Please reproduce verbatim the lines below, from the first through the one with "fn response(body: &'static".
--- Data for processing ---
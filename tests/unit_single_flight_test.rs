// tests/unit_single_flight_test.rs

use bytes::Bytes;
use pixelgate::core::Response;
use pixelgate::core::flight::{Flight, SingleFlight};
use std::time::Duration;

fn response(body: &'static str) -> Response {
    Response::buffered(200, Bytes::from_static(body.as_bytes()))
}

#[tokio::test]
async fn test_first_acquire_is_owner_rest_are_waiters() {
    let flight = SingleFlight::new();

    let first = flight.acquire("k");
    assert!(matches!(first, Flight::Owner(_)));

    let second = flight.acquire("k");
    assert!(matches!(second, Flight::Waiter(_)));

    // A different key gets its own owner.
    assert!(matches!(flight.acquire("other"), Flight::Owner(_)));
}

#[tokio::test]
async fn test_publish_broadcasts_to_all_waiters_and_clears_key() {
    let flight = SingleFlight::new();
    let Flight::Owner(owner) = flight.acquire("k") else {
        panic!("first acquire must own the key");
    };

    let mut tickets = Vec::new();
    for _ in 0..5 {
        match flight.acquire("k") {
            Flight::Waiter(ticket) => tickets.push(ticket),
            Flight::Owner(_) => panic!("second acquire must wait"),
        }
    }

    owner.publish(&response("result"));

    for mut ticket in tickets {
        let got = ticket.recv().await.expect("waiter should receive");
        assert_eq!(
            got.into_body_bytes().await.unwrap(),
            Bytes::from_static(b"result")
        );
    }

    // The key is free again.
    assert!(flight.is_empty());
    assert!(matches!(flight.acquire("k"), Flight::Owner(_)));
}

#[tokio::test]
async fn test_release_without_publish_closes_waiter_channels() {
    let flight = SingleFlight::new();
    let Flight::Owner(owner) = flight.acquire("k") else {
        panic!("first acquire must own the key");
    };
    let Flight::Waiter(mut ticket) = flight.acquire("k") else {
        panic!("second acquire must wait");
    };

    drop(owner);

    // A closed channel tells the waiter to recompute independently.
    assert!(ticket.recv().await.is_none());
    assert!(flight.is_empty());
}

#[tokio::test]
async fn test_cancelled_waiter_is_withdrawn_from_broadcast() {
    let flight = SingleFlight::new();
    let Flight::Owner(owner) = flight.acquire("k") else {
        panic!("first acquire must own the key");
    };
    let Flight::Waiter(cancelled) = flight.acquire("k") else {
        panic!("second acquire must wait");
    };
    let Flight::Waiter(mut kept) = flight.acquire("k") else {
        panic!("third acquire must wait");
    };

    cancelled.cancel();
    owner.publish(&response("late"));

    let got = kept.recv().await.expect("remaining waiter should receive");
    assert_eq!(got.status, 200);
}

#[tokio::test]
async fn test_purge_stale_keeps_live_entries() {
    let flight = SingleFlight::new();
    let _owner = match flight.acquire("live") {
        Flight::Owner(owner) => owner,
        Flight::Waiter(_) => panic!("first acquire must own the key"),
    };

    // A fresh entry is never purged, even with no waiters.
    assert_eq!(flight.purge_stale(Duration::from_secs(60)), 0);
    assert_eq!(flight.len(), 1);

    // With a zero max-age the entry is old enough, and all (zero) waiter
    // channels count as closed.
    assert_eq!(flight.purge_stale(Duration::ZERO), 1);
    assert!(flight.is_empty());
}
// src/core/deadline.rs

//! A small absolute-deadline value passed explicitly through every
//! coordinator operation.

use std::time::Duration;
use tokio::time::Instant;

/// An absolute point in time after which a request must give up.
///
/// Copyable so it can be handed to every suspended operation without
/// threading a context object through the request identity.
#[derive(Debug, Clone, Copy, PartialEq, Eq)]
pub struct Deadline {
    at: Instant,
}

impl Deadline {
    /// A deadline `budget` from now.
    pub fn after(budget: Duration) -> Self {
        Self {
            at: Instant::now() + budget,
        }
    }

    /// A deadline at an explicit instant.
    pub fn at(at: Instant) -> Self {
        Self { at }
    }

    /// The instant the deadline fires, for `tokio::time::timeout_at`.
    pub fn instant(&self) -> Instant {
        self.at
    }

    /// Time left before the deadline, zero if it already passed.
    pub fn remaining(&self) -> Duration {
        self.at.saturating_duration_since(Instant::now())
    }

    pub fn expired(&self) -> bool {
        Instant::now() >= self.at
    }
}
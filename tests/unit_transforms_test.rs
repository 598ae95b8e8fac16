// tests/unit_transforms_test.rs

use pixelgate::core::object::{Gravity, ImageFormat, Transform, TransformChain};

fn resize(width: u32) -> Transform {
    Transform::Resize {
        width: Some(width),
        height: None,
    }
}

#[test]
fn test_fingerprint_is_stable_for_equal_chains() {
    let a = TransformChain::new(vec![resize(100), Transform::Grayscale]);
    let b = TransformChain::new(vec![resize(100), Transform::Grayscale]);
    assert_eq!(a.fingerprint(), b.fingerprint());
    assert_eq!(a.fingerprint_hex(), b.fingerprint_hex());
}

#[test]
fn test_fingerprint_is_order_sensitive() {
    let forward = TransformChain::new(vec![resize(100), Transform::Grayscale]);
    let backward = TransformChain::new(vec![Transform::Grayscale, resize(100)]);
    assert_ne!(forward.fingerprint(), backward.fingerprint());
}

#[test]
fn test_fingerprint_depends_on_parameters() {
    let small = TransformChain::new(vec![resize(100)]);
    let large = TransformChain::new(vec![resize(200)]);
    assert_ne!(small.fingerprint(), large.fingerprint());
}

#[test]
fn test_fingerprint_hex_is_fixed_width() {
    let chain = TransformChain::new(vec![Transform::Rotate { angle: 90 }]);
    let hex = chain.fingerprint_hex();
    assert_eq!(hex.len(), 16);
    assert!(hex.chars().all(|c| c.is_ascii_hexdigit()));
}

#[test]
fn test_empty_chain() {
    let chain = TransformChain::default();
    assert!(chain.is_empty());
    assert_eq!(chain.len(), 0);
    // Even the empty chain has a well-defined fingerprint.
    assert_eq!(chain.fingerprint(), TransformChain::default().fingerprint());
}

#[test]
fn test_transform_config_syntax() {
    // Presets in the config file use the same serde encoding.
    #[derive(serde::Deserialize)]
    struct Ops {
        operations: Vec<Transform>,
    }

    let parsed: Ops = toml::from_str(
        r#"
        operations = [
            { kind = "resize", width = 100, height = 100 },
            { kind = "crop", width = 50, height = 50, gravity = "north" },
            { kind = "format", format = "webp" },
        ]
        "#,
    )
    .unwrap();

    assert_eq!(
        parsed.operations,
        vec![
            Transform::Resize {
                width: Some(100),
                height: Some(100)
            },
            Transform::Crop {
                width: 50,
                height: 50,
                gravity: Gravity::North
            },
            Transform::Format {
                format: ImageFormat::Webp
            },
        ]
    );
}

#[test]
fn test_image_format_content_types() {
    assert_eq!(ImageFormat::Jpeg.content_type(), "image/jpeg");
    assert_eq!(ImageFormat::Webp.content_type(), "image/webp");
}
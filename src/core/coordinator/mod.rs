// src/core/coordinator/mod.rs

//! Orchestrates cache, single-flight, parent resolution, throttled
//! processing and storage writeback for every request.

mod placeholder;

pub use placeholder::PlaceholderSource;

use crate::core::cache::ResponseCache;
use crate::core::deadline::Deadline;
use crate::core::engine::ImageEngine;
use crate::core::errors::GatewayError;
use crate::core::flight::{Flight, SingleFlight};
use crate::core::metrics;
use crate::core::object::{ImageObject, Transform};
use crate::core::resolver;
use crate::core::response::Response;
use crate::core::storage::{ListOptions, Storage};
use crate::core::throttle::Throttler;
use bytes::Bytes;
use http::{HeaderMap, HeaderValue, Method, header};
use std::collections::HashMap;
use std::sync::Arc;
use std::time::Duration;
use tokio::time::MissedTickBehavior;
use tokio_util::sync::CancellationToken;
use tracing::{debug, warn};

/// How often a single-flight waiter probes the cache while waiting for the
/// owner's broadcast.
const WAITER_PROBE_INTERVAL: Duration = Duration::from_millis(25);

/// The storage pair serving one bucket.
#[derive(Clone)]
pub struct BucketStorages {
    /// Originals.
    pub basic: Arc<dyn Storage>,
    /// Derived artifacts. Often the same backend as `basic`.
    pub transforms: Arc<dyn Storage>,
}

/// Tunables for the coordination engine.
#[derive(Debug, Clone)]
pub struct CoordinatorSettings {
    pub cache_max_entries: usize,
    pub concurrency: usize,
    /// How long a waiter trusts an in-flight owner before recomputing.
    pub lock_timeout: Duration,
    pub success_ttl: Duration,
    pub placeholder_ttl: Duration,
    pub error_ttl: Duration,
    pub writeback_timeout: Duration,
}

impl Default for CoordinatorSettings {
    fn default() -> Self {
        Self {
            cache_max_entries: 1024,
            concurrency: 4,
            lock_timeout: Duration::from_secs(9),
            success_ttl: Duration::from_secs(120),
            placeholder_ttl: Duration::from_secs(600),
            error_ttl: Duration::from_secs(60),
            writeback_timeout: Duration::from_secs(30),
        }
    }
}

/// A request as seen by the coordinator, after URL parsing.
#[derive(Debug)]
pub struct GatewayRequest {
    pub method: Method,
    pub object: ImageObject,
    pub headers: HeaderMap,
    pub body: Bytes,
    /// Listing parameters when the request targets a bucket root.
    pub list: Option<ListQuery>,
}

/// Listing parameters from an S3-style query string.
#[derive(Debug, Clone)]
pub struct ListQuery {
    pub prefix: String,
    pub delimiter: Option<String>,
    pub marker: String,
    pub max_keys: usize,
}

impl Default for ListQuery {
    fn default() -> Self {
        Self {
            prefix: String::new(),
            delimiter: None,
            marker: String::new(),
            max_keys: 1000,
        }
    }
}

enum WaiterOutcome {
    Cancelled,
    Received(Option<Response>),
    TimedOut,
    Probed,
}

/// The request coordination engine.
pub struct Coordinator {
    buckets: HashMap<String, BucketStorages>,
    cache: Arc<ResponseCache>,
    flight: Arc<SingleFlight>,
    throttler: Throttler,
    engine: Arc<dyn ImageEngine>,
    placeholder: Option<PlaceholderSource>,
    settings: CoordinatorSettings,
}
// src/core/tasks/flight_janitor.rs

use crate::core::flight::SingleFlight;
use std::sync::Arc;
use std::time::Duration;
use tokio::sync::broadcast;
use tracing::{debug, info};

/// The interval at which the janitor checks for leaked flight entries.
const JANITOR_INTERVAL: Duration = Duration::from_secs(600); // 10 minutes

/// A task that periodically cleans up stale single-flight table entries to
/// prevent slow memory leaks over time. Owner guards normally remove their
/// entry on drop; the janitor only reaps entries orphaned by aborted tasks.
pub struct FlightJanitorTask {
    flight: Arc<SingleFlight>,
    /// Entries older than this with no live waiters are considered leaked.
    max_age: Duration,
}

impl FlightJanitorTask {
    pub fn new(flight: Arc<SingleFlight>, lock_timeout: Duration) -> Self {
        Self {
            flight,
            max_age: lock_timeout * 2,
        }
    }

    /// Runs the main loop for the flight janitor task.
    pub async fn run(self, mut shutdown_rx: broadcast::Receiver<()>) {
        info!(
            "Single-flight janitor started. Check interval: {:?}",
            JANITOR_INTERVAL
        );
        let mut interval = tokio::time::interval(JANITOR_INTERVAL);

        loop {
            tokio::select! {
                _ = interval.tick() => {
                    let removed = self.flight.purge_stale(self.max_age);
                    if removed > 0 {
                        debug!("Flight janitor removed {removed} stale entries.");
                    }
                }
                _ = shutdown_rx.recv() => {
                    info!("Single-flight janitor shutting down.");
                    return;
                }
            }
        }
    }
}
---
Solved exercise =>
filename tests/unit_single_flight_test.rs
// tests/unit_single_flight_test.rs

use bytes::Bytes;
use pixelgate::core::Response;
use pixelgate::core::flight::{Flight, SingleFlight};
use std::time::Duration;

fn response(body: &'static str) -> Response {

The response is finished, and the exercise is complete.